(ACTIVITY)
From the data below, set down exactly the lines between the one holding "Measure one-way latency" and the one holding "echo reply. Returns", inclusive, and no others.

(DATA SECTION)
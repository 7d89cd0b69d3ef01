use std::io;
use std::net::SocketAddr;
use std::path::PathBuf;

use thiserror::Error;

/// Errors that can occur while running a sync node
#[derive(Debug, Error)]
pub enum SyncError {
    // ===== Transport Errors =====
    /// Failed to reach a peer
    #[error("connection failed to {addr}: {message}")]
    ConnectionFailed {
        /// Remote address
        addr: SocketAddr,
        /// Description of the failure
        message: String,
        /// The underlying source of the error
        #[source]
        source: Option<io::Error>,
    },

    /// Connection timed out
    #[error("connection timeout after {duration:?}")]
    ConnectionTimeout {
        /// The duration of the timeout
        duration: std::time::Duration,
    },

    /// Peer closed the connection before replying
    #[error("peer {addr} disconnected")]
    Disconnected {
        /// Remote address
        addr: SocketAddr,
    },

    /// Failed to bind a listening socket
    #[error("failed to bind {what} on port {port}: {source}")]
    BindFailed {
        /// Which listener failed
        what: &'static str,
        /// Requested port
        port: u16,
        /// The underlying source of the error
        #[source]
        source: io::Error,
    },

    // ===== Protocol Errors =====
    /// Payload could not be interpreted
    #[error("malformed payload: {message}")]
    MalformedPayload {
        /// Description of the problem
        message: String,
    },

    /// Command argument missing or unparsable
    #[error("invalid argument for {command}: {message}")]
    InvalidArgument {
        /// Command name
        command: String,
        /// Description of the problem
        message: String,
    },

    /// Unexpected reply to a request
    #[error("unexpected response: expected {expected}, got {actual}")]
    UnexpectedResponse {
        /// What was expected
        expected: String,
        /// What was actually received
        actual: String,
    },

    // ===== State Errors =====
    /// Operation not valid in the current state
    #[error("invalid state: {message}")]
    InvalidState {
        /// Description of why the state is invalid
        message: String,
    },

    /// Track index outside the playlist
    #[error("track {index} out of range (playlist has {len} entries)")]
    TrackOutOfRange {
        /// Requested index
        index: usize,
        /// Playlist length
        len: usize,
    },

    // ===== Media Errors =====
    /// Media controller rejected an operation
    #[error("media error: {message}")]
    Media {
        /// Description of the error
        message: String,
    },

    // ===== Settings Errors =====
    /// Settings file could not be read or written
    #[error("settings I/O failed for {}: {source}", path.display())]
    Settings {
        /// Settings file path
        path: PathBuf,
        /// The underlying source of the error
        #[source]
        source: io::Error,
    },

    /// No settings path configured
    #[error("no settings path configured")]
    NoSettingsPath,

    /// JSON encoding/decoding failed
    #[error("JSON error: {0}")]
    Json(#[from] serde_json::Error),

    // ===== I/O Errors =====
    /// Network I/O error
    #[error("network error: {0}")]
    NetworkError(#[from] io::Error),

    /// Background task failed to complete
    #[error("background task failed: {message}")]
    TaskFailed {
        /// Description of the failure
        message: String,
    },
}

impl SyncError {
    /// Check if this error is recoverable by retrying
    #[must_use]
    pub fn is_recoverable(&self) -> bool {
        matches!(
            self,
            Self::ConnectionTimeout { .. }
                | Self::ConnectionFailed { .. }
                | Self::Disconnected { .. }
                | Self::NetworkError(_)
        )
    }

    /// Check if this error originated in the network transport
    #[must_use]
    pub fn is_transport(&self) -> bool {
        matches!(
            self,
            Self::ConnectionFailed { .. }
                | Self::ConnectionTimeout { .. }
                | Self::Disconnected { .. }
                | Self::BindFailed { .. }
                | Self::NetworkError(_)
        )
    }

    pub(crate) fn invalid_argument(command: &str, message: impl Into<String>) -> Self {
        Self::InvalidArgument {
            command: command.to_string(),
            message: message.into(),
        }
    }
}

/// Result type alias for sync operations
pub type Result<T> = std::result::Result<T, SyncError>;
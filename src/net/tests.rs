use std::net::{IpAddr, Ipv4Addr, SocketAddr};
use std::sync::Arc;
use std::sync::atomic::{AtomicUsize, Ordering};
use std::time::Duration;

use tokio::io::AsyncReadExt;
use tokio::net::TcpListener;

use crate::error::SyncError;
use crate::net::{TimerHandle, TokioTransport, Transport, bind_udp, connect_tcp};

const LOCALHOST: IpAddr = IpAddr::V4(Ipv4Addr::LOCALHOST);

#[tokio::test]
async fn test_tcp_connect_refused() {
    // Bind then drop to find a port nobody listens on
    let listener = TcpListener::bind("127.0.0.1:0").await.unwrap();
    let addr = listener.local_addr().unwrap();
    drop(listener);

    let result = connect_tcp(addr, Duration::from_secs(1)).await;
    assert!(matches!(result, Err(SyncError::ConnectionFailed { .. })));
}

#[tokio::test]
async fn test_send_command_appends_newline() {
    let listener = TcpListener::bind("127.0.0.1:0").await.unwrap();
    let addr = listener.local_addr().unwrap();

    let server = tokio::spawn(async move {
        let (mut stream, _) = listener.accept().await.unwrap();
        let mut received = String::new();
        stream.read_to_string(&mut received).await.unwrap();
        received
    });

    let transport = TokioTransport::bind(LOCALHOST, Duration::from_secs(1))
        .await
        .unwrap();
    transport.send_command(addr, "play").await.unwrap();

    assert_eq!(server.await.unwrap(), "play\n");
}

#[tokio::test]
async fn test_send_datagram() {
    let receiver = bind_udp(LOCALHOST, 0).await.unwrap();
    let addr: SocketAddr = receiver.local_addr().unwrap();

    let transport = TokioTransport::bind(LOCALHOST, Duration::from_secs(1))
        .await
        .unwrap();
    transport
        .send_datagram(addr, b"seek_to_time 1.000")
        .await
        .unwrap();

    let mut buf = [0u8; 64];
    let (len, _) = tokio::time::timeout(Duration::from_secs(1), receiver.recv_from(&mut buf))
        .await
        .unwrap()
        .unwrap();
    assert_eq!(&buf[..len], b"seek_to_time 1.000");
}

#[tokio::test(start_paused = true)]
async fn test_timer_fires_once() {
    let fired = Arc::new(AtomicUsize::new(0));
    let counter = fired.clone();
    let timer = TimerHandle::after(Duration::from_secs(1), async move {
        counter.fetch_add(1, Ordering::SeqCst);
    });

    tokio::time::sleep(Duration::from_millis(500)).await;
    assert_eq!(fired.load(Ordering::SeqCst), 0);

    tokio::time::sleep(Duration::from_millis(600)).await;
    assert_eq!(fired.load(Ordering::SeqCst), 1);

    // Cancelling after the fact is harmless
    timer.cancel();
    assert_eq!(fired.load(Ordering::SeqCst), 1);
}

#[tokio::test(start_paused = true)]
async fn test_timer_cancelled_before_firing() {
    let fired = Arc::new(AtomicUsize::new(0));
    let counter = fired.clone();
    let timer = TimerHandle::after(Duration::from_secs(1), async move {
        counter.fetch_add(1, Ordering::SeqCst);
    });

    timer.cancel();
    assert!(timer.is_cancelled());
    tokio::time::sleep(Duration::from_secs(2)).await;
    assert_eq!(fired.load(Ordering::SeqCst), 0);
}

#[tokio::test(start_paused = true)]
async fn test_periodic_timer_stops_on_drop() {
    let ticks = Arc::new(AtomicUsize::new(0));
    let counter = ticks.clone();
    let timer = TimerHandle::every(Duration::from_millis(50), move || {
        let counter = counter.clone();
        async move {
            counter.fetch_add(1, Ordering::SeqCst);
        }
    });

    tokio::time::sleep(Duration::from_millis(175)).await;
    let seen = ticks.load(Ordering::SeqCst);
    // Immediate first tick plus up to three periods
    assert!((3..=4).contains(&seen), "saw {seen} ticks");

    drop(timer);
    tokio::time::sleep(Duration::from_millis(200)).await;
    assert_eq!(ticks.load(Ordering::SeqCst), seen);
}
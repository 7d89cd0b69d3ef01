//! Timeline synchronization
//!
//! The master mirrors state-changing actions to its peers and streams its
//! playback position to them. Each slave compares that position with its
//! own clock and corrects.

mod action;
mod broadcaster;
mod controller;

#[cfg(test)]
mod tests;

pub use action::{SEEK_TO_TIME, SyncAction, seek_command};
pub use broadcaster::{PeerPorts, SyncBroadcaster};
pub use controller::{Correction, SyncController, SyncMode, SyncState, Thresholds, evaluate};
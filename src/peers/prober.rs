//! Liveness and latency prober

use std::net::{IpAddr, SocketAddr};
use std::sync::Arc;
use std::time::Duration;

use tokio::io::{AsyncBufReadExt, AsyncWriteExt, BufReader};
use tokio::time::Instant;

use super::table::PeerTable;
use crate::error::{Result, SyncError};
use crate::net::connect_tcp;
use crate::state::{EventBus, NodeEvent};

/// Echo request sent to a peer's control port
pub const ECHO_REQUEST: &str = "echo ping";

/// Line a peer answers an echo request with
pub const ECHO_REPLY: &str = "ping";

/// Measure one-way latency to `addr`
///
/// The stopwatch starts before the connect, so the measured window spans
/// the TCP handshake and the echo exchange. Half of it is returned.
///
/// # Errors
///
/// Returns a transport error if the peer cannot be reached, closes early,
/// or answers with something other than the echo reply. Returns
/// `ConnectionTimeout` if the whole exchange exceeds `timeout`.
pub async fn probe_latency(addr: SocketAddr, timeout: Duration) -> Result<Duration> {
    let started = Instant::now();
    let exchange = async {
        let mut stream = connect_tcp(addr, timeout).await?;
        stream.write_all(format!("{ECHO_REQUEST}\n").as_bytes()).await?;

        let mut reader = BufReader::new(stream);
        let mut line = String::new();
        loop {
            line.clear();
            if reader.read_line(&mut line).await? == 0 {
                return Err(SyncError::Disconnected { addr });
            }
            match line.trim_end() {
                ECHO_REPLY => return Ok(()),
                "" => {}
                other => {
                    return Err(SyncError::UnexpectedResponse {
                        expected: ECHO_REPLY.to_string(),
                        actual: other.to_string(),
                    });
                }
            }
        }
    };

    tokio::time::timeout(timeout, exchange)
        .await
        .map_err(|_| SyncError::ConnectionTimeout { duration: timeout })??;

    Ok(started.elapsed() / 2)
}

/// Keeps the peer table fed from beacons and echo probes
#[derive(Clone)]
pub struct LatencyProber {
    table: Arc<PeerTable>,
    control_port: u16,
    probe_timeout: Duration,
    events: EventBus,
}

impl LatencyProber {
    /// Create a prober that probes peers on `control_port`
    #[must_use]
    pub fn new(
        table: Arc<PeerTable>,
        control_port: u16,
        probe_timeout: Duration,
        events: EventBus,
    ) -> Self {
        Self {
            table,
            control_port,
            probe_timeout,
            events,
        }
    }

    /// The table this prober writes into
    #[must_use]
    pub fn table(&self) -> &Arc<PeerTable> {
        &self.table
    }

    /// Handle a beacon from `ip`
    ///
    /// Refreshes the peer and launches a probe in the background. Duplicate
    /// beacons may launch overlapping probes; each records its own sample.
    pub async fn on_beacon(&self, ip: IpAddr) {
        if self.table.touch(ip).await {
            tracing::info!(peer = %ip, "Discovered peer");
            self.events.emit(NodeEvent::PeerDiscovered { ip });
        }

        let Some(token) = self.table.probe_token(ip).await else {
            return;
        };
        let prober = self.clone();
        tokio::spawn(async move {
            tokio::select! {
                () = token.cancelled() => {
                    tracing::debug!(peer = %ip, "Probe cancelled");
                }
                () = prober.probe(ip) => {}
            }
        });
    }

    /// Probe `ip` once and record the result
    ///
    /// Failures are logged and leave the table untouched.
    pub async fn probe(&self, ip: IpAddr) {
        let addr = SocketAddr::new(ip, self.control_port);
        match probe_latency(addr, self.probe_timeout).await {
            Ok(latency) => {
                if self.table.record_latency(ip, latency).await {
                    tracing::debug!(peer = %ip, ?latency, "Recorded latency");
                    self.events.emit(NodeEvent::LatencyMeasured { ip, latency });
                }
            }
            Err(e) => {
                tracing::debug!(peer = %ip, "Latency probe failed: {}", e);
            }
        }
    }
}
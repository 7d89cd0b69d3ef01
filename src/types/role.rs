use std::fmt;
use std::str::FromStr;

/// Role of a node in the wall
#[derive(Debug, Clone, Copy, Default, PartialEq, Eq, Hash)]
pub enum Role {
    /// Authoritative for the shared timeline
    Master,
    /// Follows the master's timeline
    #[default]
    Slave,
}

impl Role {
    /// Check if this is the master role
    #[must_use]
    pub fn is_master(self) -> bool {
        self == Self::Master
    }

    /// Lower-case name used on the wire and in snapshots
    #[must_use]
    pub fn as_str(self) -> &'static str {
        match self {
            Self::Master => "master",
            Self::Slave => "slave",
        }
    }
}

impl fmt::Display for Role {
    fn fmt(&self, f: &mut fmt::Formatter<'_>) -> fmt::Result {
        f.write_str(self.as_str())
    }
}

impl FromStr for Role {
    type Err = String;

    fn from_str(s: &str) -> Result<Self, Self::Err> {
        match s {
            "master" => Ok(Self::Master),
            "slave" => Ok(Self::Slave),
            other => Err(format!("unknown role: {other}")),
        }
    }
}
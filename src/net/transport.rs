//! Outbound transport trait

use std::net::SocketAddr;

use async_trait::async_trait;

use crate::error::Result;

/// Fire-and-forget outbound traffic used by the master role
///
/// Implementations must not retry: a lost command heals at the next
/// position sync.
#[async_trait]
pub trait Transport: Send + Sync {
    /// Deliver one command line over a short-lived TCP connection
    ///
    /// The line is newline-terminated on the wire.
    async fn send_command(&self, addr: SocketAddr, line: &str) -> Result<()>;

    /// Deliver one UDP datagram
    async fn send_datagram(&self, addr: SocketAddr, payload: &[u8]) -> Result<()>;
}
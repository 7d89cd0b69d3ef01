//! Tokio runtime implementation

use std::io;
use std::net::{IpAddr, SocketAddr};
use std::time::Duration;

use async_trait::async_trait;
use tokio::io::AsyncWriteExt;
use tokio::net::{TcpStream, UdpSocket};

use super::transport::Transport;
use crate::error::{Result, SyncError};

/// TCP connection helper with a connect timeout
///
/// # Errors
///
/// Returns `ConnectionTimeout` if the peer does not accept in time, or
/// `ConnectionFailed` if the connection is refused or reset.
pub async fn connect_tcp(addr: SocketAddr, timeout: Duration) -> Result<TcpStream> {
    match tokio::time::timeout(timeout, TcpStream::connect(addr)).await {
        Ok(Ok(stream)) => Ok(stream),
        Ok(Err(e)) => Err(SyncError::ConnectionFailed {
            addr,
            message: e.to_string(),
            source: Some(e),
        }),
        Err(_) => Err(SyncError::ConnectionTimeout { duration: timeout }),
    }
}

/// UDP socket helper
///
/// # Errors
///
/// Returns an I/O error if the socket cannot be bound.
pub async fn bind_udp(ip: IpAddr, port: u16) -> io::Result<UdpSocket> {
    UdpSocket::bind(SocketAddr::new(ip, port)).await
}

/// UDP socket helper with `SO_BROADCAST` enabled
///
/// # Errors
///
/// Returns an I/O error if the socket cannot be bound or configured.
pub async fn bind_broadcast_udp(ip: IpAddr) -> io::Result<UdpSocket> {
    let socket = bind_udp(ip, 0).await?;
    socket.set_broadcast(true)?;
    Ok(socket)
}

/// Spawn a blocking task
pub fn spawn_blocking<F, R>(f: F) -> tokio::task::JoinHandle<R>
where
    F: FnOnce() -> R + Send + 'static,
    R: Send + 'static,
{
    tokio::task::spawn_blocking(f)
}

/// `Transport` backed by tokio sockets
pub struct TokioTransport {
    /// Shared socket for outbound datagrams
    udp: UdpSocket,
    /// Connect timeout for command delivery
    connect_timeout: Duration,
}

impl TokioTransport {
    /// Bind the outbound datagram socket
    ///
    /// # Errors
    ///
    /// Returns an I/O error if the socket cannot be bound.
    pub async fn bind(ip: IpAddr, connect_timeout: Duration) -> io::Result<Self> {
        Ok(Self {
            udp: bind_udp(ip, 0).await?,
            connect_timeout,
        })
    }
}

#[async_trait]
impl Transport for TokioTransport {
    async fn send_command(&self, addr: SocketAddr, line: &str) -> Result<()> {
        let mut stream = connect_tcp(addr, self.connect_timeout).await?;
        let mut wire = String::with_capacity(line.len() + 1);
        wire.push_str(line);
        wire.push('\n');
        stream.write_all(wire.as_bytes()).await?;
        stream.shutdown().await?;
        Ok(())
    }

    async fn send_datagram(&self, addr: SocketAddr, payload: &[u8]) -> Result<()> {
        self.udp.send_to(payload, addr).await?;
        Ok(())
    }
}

(EXERCISE RESPONSE)
/// Measure one-way latency to `addr`
///
/// The stopwatch starts before the connect, so the measured window spans
/// the TCP handshake and the echo exchange. Half of it is returned.
///
/// # Errors
///
/// Returns a transport error if the peer cannot be reached, closes early,
/// or answers with something other than the echo reply. Returns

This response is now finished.